### Task
Report each line of the entries that includes "copied" by copying it.
* * * * * * *
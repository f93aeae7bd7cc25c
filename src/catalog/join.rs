//! Join products to their category and owner.
//!
//! Runs once at startup. Lookups go through id indexes and are total: a
//! dangling `category_id` or `owner_id` yields `None`, never an error.

use std::collections::HashMap;

use super::model::{Category, Id, Product, ProductView, User};

/// Build one [`ProductView`] per product, in product order.
pub fn derive_product_views(
    products: &[Product],
    categories: &[Category],
    users: &[User],
) -> Vec<ProductView> {
    let categories_by_id: HashMap<Id, &Category> = categories.iter().map(|c| (c.id, c)).collect();
    let users_by_id: HashMap<Id, &User> = users.iter().map(|u| (u.id, u)).collect();

    products
        .iter()
        .map(|product| {
            let category = categories_by_id.get(&product.category_id).copied();
            // No category means no owner; never fall back to a default user.
            let user = category.and_then(|c| users_by_id.get(&c.owner_id).copied());

            ProductView {
                id: product.id,
                name: product.name.clone(),
                category_id: product.category_id,
                category: category.cloned(),
                user: user.cloned(),
            }
        })
        .collect()
}
//! Filter state and the visible-products pipeline.
//!
//! Two independent predicates, both applied:
//! - **user**: exact, case-sensitive match on the resolved owner's name
//! - **text**: case-folded substring match on the product name
//!
//! An empty value disables the corresponding predicate.

use super::model::ProductView;

// =============================================================================
// FILTER STATE
// =============================================================================

/// Current filter values. Empty strings mean "no filter".
#[derive(Debug, Clone, Default, PartialEq, Eq)]
pub struct FilterState {
    pub user_for_filter: String,
    pub query: String,
}

impl FilterState {
    pub fn new() -> Self {
        Self::default()
    }

    /// Restrict to products owned by `name`. Selecting the active user again
    /// leaves it selected.
    pub fn select_user(&mut self, name: impl Into<String>) {
        self.user_for_filter = name.into();
    }

    pub fn select_all_users(&mut self) {
        self.user_for_filter.clear();
    }

    /// Stored verbatim: no trimming.
    pub fn set_query(&mut self, text: impl Into<String>) {
        self.query = text.into();
    }

    pub fn clear_query(&mut self) {
        self.query.clear();
    }

    pub fn reset_filters(&mut self) {
        self.select_all_users();
        self.clear_query();
    }

    pub fn has_user_filter(&self) -> bool {
        !self.user_for_filter.is_empty()
    }

    pub fn has_query(&self) -> bool {
        !self.query.is_empty()
    }

    /// True when `name` is the selected user tab.
    pub fn is_user_selected(&self, name: &str) -> bool {
        self.has_user_filter() && self.user_for_filter == name
    }
}

// =============================================================================
// PREDICATES
// =============================================================================

/// User predicate. Views without a resolved owner fail once a user is selected.
pub fn matches_user(view: &ProductView, user_for_filter: &str) -> bool {
    if user_for_filter.is_empty() {
        return true;
    }
    view.user_name() == Some(user_for_filter)
}

/// Text predicate. Empty query matches everything.
pub fn matches_query(view: &ProductView, query: &str) -> bool {
    if query.is_empty() {
        return true;
    }
    view.name.to_lowercase().contains(&query.to_lowercase())
}

// =============================================================================
// PIPELINE
// =============================================================================

/// The subset of `views` passing both predicates, in input order.
pub fn visible_products<'a>(views: &'a [ProductView], state: &FilterState) -> Vec<&'a ProductView> {
    views
        .iter()
        .filter(|view| matches_user(view, &state.user_for_filter))
        .filter(|view| matches_query(view, &state.query))
        .collect()
}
* * * * * * *
### Finished exercise
            let category = categories_by_id.get(&product.category_id).copied();
            let user = category.and_then(|c| users_by_id.get(&c.owner_id).copied());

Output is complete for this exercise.